Funny, this started as an information sharing thread but then devolved from there -- getting into sour personal attacks. I'm sorry I ever touched this tar baby. My point was, I can appreciate your report and will keep it on the radar because I see that you have a history here and contribute in a meaningful way. But when someone brand new comes on the scene trotting out security buzzwords and offering dubious advice about deleting the filemanager (instead of mitigating the attack vector in a non-destructive way)... well, take that for what it is. I'll go back to monitoring my servers now.
(Both security disclosures you linked to claim the CWP devs have patched the flaw, and both indicated it was against CentOS 7 -- so it bears monitoring but not hyperventilating.)
Thats not accurate. The problem isnt limited to CentOS 7 it also affects AlmaLinux 8. The vulnerability lies in filemanager.php, which is written in PHP and is identical across all supported OSes. What changes between CentOS and AlmaLinux is the system environment, not the CWP PHP panel code.
All six of my servers run AlmaLinux 8, and three were compromised due to this exact issue.
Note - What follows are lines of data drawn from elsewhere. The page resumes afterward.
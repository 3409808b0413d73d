//! Export pipeline: turns the mounted preview into a downloadable artifact.
//!
//! Every export works on a [`DetachedSurface`], a private copy of the
//! preview re-sized to the requested target. The copy is released when the
//! guard drops, on success and on every error path alike, and the mounted
//! preview is never touched.
//!
//! # Example
//!
//! ```no_run
//! use logo_forge::{
//!     ExportFormat, ExportPipeline, ExportRequest, IconCatalog, PreviewHost, SizePx,
//!     StyleModel, Surface,
//! };
//!
//! let model = StyleModel::default();
//! let mut host = PreviewHost::new();
//! host.mount(Surface::project(&model, IconCatalog::global(), SizePx::square(320)));
//!
//! let pipeline = ExportPipeline::new();
//! let artifact = pipeline.export(&host, &ExportRequest::new(ExportFormat::Vector)).unwrap();
//! assert_eq!(artifact.filename, "logo.svg");
//! ```

pub mod bundle;
pub mod raster;
pub mod vector;

pub use bundle::{BUNDLE_SIZES, BundleHandler};
pub use raster::{RasterHandler, Rasterizer, ResvgRasterizer, SUPERSAMPLE};
pub use vector::VectorHandler;

use std::fmt;
use std::ops::Deref;
use std::path::{Path, PathBuf};
use std::str::FromStr;
use std::sync::Arc;
use std::sync::atomic::{AtomicUsize, Ordering};

use serde::{Deserialize, Serialize};
use tracing::{debug, error, info};

use crate::error::{ExportError, ExportFailure};
use crate::geometry::SizePx;
use crate::surface::{PREVIEW_SIZE, Surface};

// ============================================================================
// Requests and artifacts
// ============================================================================

/// Output format of an export.
#[derive(Debug, Clone, Copy, PartialEq, Eq, Hash, Serialize, Deserialize)]
#[serde(rename_all = "kebab-case")]
#[cfg_attr(feature = "jsonschema", derive(schemars::JsonSchema))]
pub enum ExportFormat {
    #[serde(alias = "png")]
    Raster,
    #[serde(alias = "svg")]
    Vector,
    #[serde(alias = "favicon-package")]
    IconBundle,
}

impl ExportFormat {
    pub const ALL: [Self; 3] = [Self::Raster, Self::Vector, Self::IconBundle];

    pub fn as_str(self) -> &'static str {
        match self {
            Self::Raster => "raster",
            Self::Vector => "vector",
            Self::IconBundle => "icon-bundle",
        }
    }
}

impl fmt::Display for ExportFormat {
    fn fmt(&self, f: &mut fmt::Formatter<'_>) -> fmt::Result {
        f.write_str(self.as_str())
    }
}

impl FromStr for ExportFormat {
    type Err = ExportError;

    fn from_str(s: &str) -> Result<Self, Self::Err> {
        match s.trim().to_ascii_lowercase().as_str() {
            "raster" | "png" => Ok(Self::Raster),
            "vector" | "svg" => Ok(Self::Vector),
            "icon-bundle" | "favicon-package" => Ok(Self::IconBundle),
            _ => Err(ExportError::UnsupportedFormat(s.to_string())),
        }
    }
}

/// What to export and at which size.
#[derive(Debug, Clone, PartialEq, Eq, Serialize, Deserialize)]
#[serde(rename_all = "camelCase")]
#[cfg_attr(feature = "jsonschema", derive(schemars::JsonSchema))]
pub struct ExportRequest {
    pub format: ExportFormat,
    /// Edge length in logical pixels; defaults to 320.
    #[serde(default, skip_serializing_if = "Option::is_none")]
    pub target_size: Option<u32>,
    /// Icon bundle only; defaults to true.
    #[serde(default, skip_serializing_if = "Option::is_none")]
    pub include_manifest: Option<bool>,
    /// Icon bundle only; defaults to true.
    #[serde(default, skip_serializing_if = "Option::is_none")]
    pub include_browser_config: Option<bool>,
}

impl ExportRequest {
    pub fn new(format: ExportFormat) -> Self {
        Self {
            format,
            target_size: None,
            include_manifest: None,
            include_browser_config: None,
        }
    }

    pub fn with_size(mut self, size: u32) -> Self {
        self.target_size = Some(size);
        self
    }

    pub fn with_manifest(mut self, include: bool) -> Self {
        self.include_manifest = Some(include);
        self
    }

    pub fn with_browser_config(mut self, include: bool) -> Self {
        self.include_browser_config = Some(include);
        self
    }

    pub fn size(&self) -> u32 {
        self.target_size.unwrap_or(PREVIEW_SIZE)
    }

    pub fn manifest(&self) -> bool {
        self.include_manifest.unwrap_or(true)
    }

    pub fn browser_config(&self) -> bool {
        self.include_browser_config.unwrap_or(true)
    }
}

/// A finished export.
#[derive(Debug, Clone, PartialEq, Eq)]
pub struct Artifact {
    pub filename: &'static str,
    pub mime: &'static str,
    pub bytes: Vec<u8>,
}

impl Artifact {
    /// Writes the artifact into `dir` under its own filename.
    pub fn save_to(&self, dir: impl AsRef<Path>) -> std::io::Result<PathBuf> {
        let path = dir.as_ref().join(self.filename);
        std::fs::write(&path, &self.bytes)?;
        Ok(path)
    }
}

// ============================================================================
// Preview host and detached clones
// ============================================================================

/// Owns the live preview surface and hands out detached copies for export.
#[derive(Debug, Default)]
pub struct PreviewHost {
    surface: Option<Surface>,
    live_clones: Arc<AtomicUsize>,
}

impl PreviewHost {
    pub fn new() -> Self {
        Self::default()
    }

    /// Mounts (or replaces) the live preview.
    pub fn mount(&mut self, surface: Surface) {
        self.surface = Some(surface);
    }

    pub fn unmount(&mut self) -> Option<Surface> {
        self.surface.take()
    }

    pub fn surface(&self) -> Option<&Surface> {
        self.surface.as_ref()
    }

    /// Copies the live preview at `viewport`. The copy is counted until its
    /// guard drops.
    pub fn detach(&self, viewport: SizePx) -> Result<DetachedSurface, ExportError> {
        let surface = self
            .surface
            .as_ref()
            .ok_or(ExportError::MissingRenderTarget)?
            .with_viewport(viewport);
        self.live_clones.fetch_add(1, Ordering::SeqCst);
        Ok(DetachedSurface {
            surface,
            live_clones: Arc::clone(&self.live_clones),
        })
    }

    /// Number of detached copies that have not been released yet.
    pub fn live_clones(&self) -> usize {
        self.live_clones.load(Ordering::SeqCst)
    }
}

/// A private, re-sized copy of the preview. Released on drop.
#[derive(Debug)]
pub struct DetachedSurface {
    surface: Surface,
    live_clones: Arc<AtomicUsize>,
}

impl Deref for DetachedSurface {
    type Target = Surface;

    fn deref(&self) -> &Surface {
        &self.surface
    }
}

impl Drop for DetachedSurface {
    fn drop(&mut self) {
        self.live_clones.fetch_sub(1, Ordering::SeqCst);
    }
}

// ============================================================================
// Handlers and pipeline
// ============================================================================

/// Produces one artifact format from a sized surface.
pub trait FormatHandler {
    fn format(&self) -> ExportFormat;

    fn export(&self, surface: &Surface, request: &ExportRequest) -> Result<Artifact, ExportError>;
}

/// Routes export requests to the format handlers.
#[derive(Debug, Clone, Default)]
pub struct ExportPipeline<R: Rasterizer = ResvgRasterizer> {
    rasterizer: R,
}

impl ExportPipeline<ResvgRasterizer> {
    /// A pipeline backed by resvg with the system fonts loaded.
    pub fn new() -> Self {
        Self::with_rasterizer(ResvgRasterizer::new())
    }
}

impl<R: Rasterizer> ExportPipeline<R> {
    pub fn with_rasterizer(rasterizer: R) -> Self {
        Self { rasterizer }
    }

    pub fn rasterizer(&self) -> &R {
        &self.rasterizer
    }

    fn handler(&self, format: ExportFormat) -> Box<dyn FormatHandler + '_> {
        match format {
            ExportFormat::Raster => Box::new(RasterHandler::new(&self.rasterizer)),
            ExportFormat::Vector => Box::new(VectorHandler),
            ExportFormat::IconBundle => Box::new(BundleHandler::new(&self.rasterizer)),
        }
    }

    /// Exports the mounted preview, mapping any failure to the single
    /// user-facing [`ExportFailure`].
    pub fn export(
        &self,
        host: &PreviewHost,
        request: &ExportRequest,
    ) -> Result<Artifact, ExportFailure> {
        self.try_export(host, request).map_err(|err| {
            error!(format = %request.format, error = %err, "export failed");
            ExportFailure::new(err)
        })
    }

    /// Like [`export`](Self::export) but keeps the detailed error.
    pub fn try_export(
        &self,
        host: &PreviewHost,
        request: &ExportRequest,
    ) -> Result<Artifact, ExportError> {
        let size = request.size();
        let detached = host.detach(SizePx::square(size))?;
        debug!(format = %request.format, size, "exporting detached surface");

        let artifact = self.handler(request.format).export(&detached, request)?;
        info!(
            filename = artifact.filename,
            bytes = artifact.bytes.len(),
            "export complete"
        );
        Ok(artifact)
    }
}
/// One of the eight compass directions a linear gradient can run towards.
#[derive(Debug, Clone, Copy, PartialEq, Eq, Hash, Serialize, Deserialize)]
#[cfg_attr(feature = "jsonschema", derive(schemars::JsonSchema))]
pub enum GradientDirection {
    #[serde(rename = "to-t")]
    ToTop,
    #[serde(rename = "to-tr")]
    ToTopRight,
    #[serde(rename = "to-r")]
    ToRight,
    #[serde(rename = "to-br")]
    ToBottomRight,
    #[serde(rename = "to-b")]
    ToBottom,
    #[serde(rename = "to-bl")]
    ToBottomLeft,
    #[serde(rename = "to-l")]
    ToLeft,
    #[serde(rename = "to-tl")]
    ToTopLeft,
}

impl GradientDirection {
    /// All directions, clockwise from top.
    pub const ALL: [Self; 8] = [
        Self::ToTop,
        Self::ToTopRight,
        Self::ToRight,
        Self::ToBottomRight,
        Self::ToBottom,
        Self::ToBottomLeft,
        Self::ToLeft,
        Self::ToTopLeft,
    ];

    pub fn as_str(self) -> &'static str {
        match self {
            Self::ToTop => "to-t",
            Self::ToTopRight => "to-tr",
            Self::ToRight => "to-r",
            Self::ToBottomRight => "to-br",
            Self::ToBottom => "to-b",
            Self::ToBottomLeft => "to-bl",
            Self::ToLeft => "to-l",
            Self::ToTopLeft => "to-tl",
        }
    }
}

impl FromStr for GradientDirection {
    type Err = ParseError;

    fn from_str(s: &str) -> Result<Self, Self::Err> {
        Self::ALL
            .into_iter()
            .find(|d| d.as_str() == s)
            .ok_or_else(|| ParseError::InvalidDirection(s.to_string()))
    }
}

/// Drop-shadow strength applied to the subject.
#[derive(Debug, Clone, Copy, PartialEq, Eq, Hash, Default, Serialize, Deserialize)]
#[serde(rename_all = "lowercase")]
#[cfg_attr(feature = "jsonschema", derive(schemars::JsonSchema))]
pub enum ShadowLevel {
    None,
    Sm,
    #[default]
    Md,
    Lg,
    Xl,
    #[serde(rename = "2xl")]
    Xxl,
    Inner,
}

impl FromStr for ShadowLevel {
    type Err = ParseError;

    fn from_str(s: &str) -> Result<Self, Self::Err> {
        match s {
            "none" => Ok(Self::None),
            "sm" => Ok(Self::Sm),
            "md" => Ok(Self::Md),
            "lg" => Ok(Self::Lg),
            "xl" => Ok(Self::Xl),
            "2xl" => Ok(Self::Xxl),
            "inner" => Ok(Self::Inner),
            _ => Err(ParseError::InvalidShadow(s.to_string())),
        }
    }
}

/// Font family class for text subjects.
#[derive(Debug, Clone, Copy, PartialEq, Eq, Hash, Default, Serialize, Deserialize)]
#[serde(rename_all = "lowercase")]
#[cfg_attr(feature = "jsonschema", derive(schemars::JsonSchema))]
pub enum FontFamily {
    #[default]
    Sans,
    Serif,
    Mono,
}

impl FontFamily {
    /// CSS font stack used by both the preview and the exports.
    pub fn css_stack(self) -> &'static str {
        match self {
            Self::Sans => "ui-sans-serif, system-ui, sans-serif",
            Self::Serif => "ui-serif, Georgia, serif",
            Self::Mono => "ui-monospace, monospace",
        }
    }
}

impl FromStr for FontFamily {
    type Err = ParseError;

    fn from_str(s: &str) -> Result<Self, Self::Err> {
        match s {
            "sans" => Ok(Self::Sans),
            "serif" => Ok(Self::Serif),
            "mono" => Ok(Self::Mono),
            _ => Err(ParseError::InvalidFontFamily(s.to_string())),
        }
    }
}

// ============================================================================
// CornerRadius
// ============================================================================

/// A corner radius in pixels or as a percentage of the shorter side.
///
/// Serialized as `"12px"`, `"50%"` or `"0"`. Malformed strings read as zero,
/// the same way a blank slider value does.
#[derive(Debug, Clone, Copy, PartialEq, Eq, Hash)]
pub enum CornerRadius {
    Px(u32),
    Percent(u32),
}

impl CornerRadius {
    pub const ZERO: Self = Self::Px(0);

    pub fn is_zero(self) -> bool {
        matches!(self, Self::Px(0) | Self::Percent(0))
    }

    /// Resolves to pixels for a box whose shorter side is `extent`.
    ///
    /// The result never exceeds half of `extent`.
    pub fn resolve(self, extent: f32) -> f32 {
        let px = match self {
            Self::Px(v) => v as f32,
            Self::Percent(p) => extent * p as f32 / 100.0,
        };
        px.min(extent / 2.0).max(0.0)
    }

    /// Lenient parse: anything that is not `N`, `Npx` or `N%` is zero.
    pub fn parse_lenient(value: &str) -> Self {
        let value = value.trim();
        if let Some(n) = value.strip_suffix('%') {
            return n.parse().map(Self::Percent).unwrap_or(Self::ZERO);
        }
        let n = value.strip_suffix("px").unwrap_or(value);
        n.parse().map(Self::Px).unwrap_or(Self::ZERO)
    }
}

impl Default for CornerRadius {
    fn default() -> Self {
        Self::ZERO
    }
}

impl fmt::Display for CornerRadius {
    fn fmt(&self, f: &mut fmt::Formatter<'_>) -> fmt::Result {
        match *self {
            _ if self.is_zero() => f.write_str("0"),
            Self::Px(v) => write!(f, "{v}px"),
            Self::Percent(p) => write!(f, "{p}%"),
        }
    }
}

impl Serialize for CornerRadius {
    fn serialize<S: Serializer>(&self, serializer: S) -> Result<S::Ok, S::Error> {
        serializer.collect_str(self)
    }
}

impl<'de> Deserialize<'de> for CornerRadius {
    fn deserialize<D: Deserializer<'de>>(deserializer: D) -> Result<Self, D::Error> {
        let raw = String::deserialize(deserializer)?;
        Ok(Self::parse_lenient(&raw))
    }
}
//! SVG and XHTML realizations of a [`Surface`].
//!
//! Element ids are fixed and numbers go through [`fmt_num`], so equal
//! surfaces always realize to equal bytes.

use std::fmt::Write;

use quick_xml::escape::escape;

use super::{Content, Fill, IconGlyph, Surface, TextGlyph};
use crate::icon::ICON_GRID;

pub const SVG_NS: &str = "http://www.w3.org/2000/svg";
pub const XHTML_NS: &str = "http://www.w3.org/1999/xhtml";

pub const GRADIENT_ID: &str = "logo-bg";
pub const SHADOW_ID: &str = "logo-shadow";
pub const CLIP_ID: &str = "logo-clip";

/// Formats a number with at most three decimals and no trailing zeros.
pub fn fmt_num(value: f32) -> String {
    let rounded = (value * 1000.0).round() / 1000.0;
    if rounded == 0.0 || !rounded.is_finite() {
        return "0".to_string();
    }
    let text = format!("{rounded:.3}");
    text.trim_end_matches('0').trim_end_matches('.').to_string()
}

/// Adds size (and optionally position) attributes to the root of an SVG
/// document so it can be nested or inlined.
#[cfg(feature = "twemoji")]
fn sized_svg(document: &str, origin: Option<(f32, f32)>, size: f32) -> String {
    let Some(rest) = document.trim_start().strip_prefix("<svg") else {
        return String::new();
    };
    let position = origin
        .map(|(x, y)| format!(" x=\"{}\" y=\"{}\"", fmt_num(x), fmt_num(y)))
        .unwrap_or_default();
    format!(
        "<svg{position} width=\"{s}\" height=\"{s}\"{rest}",
        s = fmt_num(size)
    )
}

impl Surface {
    /// `url(#logo-bg)` for gradients, otherwise the flat color.
    pub(crate) fn background_paint(&self) -> String {
        match self.fill() {
            Fill::Solid(color) => color.to_hex(),
            Fill::Linear(_) => format!("url(#{GRADIENT_ID})"),
        }
    }

    /// Writes `<defs>` for the gradient, the shadow filter and (when
    /// `clip` is set and the corners are rounded) the corner clip path.
    pub(crate) fn write_defs(&self, out: &mut String, clip: bool) {
        let shadow = self.drop_shadow();
        let radius = self.corner_radius_px();
        let gradient = match self.fill() {
            Fill::Linear(gradient) => Some(gradient),
            Fill::Solid(_) => None,
        };
        let clip = clip && radius > 0.0;
        if gradient.is_none() && shadow.is_none() && !clip {
            return;
        }

        out.push_str("<defs>");
        if let Some(gradient) = gradient {
            let c = gradient.direction.svg_coords();
            let _ = write!(
                out,
                "<linearGradient id=\"{GRADIENT_ID}\" x1=\"{}\" y1=\"{}\" x2=\"{}\" y2=\"{}\">\
                 <stop offset=\"0%\" stop-color=\"{}\"/>\
                 <stop offset=\"100%\" stop-color=\"{}\"/>\
                 </linearGradient>",
                c.x1, c.y1, c.x2, c.y2, gradient.from, gradient.to
            );
        }
        if let Some(shadow) = shadow {
            let _ = write!(
                out,
                "<filter id=\"{SHADOW_ID}\" x=\"-50%\" y=\"-50%\" width=\"200%\" height=\"200%\">\
                 <feDropShadow dx=\"0\" dy=\"{}\" stdDeviation=\"{}\" flood-color=\"{}\" flood-opacity=\"{}\"/>\
                 </filter>",
                fmt_num(shadow.dy),
                fmt_num(shadow.std_deviation),
                shadow.color,
                fmt_num(shadow.opacity)
            );
        }
        if clip {
            let _ = write!(out, "<clipPath id=\"{CLIP_ID}\">");
            self.write_background_shape(out, None);
            out.push_str("</clipPath>");
        }
        out.push_str("</defs>");
    }

    /// Writes the rounded background rectangle.
    pub(crate) fn write_background_rect(&self, out: &mut String) {
        let paint = self.background_paint();
        self.write_background_shape(out, Some(&paint));
    }

    fn write_background_shape(&self, out: &mut String, fill: Option<&str>) {
        let viewport = self.viewport();
        let radius = fmt_num(self.corner_radius_px());
        let _ = write!(
            out,
            "<rect x=\"0\" y=\"0\" width=\"{}\" height=\"{}\" rx=\"{radius}\" ry=\"{radius}\"",
            viewport.width, viewport.height
        );
        if let Some(fill) = fill {
            let _ = write!(out, " fill=\"{fill}\"");
        }
        out.push_str("/>");
    }

    /// A standalone SVG document drawing the whole surface.
    pub fn to_svg(&self) -> String {
        let viewport = self.viewport();
        let mut out = String::with_capacity(1024);
        let _ = write!(
            out,
            "<svg xmlns=\"{SVG_NS}\" width=\"{w}\" height=\"{h}\" viewBox=\"0 0 {w} {h}\">",
            w = viewport.width,
            h = viewport.height
        );
        self.write_defs(&mut out, true);
        self.write_background_rect(&mut out);

        let content = self.content_svg();
        if !content.is_empty() {
            out.push_str("<g");
            if self.corner_radius_px() > 0.0 {
                let _ = write!(out, " clip-path=\"url(#{CLIP_ID})\"");
            }
            out.push('>');
            out.push_str("<g");
            if self.drop_shadow().is_some() {
                let _ = write!(out, " filter=\"url(#{SHADOW_ID})\"");
            }
            out.push('>');
            out.push_str(&content);
            out.push_str("</g></g>");
        }
        out.push_str("</svg>");
        out
    }

    /// The content subtree alone, as XHTML-embeddable markup.
    ///
    /// Empty content yields an empty string.
    pub fn inner_markup(&self) -> String {
        match self.content() {
            Content::Empty => String::new(),
            Content::Icon(glyph) => self.icon_inline(glyph),
            Content::Text(glyph) => self.text_inline(glyph),
            #[cfg(feature = "twemoji")]
            Content::Emoji(glyph) => sized_svg(glyph.svg, None, self.font_size_px(glyph.size)),
        }
    }

    fn content_svg(&self) -> String {
        match self.content() {
            Content::Empty => String::new(),
            Content::Icon(glyph) => self.icon_svg(glyph),
            Content::Text(glyph) => self.text_svg(glyph),
            #[cfg(feature = "twemoji")]
            Content::Emoji(glyph) => {
                let size = self.font_size_px(glyph.size);
                let viewport = self.viewport();
                let origin = (
                    (viewport.width as f32 - size) / 2.0,
                    (viewport.height as f32 - size) / 2.0,
                );
                sized_svg(glyph.svg, Some(origin), size)
            }
        }
    }

    fn icon_paint_attrs(&self, glyph: &IconGlyph, size: f32) -> String {
        format!(
            "viewBox=\"0 0 {grid} {grid}\" fill=\"{}\" stroke=\"{}\" stroke-width=\"{}\" \
             stroke-linecap=\"round\" stroke-linejoin=\"round\"",
            glyph.fill,
            glyph.stroke,
            fmt_num(glyph.grid_stroke_width(size)),
            grid = ICON_GRID
        )
    }

    fn icon_svg(&self, glyph: &IconGlyph) -> String {
        let size = self.icon_size_px(glyph);
        let viewport = self.viewport();
        let cx = viewport.width as f32 / 2.0;
        let cy = viewport.height as f32 / 2.0;

        let mut out = String::new();
        let _ = write!(out, "<g opacity=\"{}\"", fmt_num(glyph.opacity));
        if glyph.rotation_degrees != 0.0 {
            let _ = write!(
                out,
                " transform=\"rotate({} {} {})\"",
                fmt_num(glyph.rotation_degrees),
                fmt_num(cx),
                fmt_num(cy)
            );
        }
        let _ = write!(
            out,
            "><svg x=\"{}\" y=\"{}\" width=\"{s}\" height=\"{s}\" {}>{}</svg></g>",
            fmt_num(cx - size / 2.0),
            fmt_num(cy - size / 2.0),
            self.icon_paint_attrs(glyph, size),
            glyph.body,
            s = fmt_num(size)
        );
        out
    }

    fn icon_inline(&self, glyph: &IconGlyph) -> String {
        let size = self.icon_size_px(glyph);
        format!(
            "<svg xmlns=\"{SVG_NS}\" width=\"{s}\" height=\"{s}\" {} \
             style=\"transform: rotate({}deg); opacity: {};\">{}</svg>",
            self.icon_paint_attrs(glyph, size),
            fmt_num(glyph.rotation_degrees),
            fmt_num(glyph.opacity),
            glyph.body,
            s = fmt_num(size)
        )
    }

    fn text_svg(&self, glyph: &TextGlyph) -> String {
        if glyph.text.is_empty() {
            return String::new();
        }
        let viewport = self.viewport();
        let mut out = String::new();
        let _ = write!(
            out,
            "<text x=\"{}\" y=\"{}\" text-anchor=\"middle\" dominant-baseline=\"central\" \
             font-family=\"{}\" font-size=\"{}\" font-weight=\"{}\" fill=\"{}\"",
            fmt_num(viewport.width as f32 / 2.0),
            fmt_num(viewport.height as f32 / 2.0),
            glyph.font_family.css_stack(),
            fmt_num(self.font_size_px(glyph.font_size)),
            glyph.font_weight,
            glyph.color
        );
        if glyph.border_width > 0.0 {
            let _ = write!(
                out,
                " stroke=\"{}\" stroke-width=\"{}\"",
                glyph.border_color,
                fmt_num(glyph.border_width)
            );
        }
        let _ = write!(out, ">{}</text>", escape(glyph.text.as_str()));
        out
    }

    fn text_inline(&self, glyph: &TextGlyph) -> String {
        format!(
            "<span style=\"font-size: {}px; font-weight: {}; color: {}; \
             -webkit-text-stroke: {}px {}; font-family: {};\">{}</span>",
            fmt_num(self.font_size_px(glyph.font_size)),
            glyph.font_weight,
            glyph.color,
            fmt_num(glyph.border_width),
            glyph.border_color,
            glyph.font_family.css_stack(),
            escape(glyph.text.as_str())
        )
    }
}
I dont know Doridian personally, but his suggested solution is a good temporary mitigation. Renaming or removing filemanager.php is low-risk, and CWP will restore it once an official patch is released. Ive renamed it on all my servers, its a simple step to reduce exposure.
This is a critical vulnerability, and it is not fixed in the current version, despite what the articles say.
You can check if your server might have been affected by running:
find /home -type f -name "defauit.php" 2>/dev/null
That file (defauit.php with an i) appeared across all compromised accounts on my affected servers.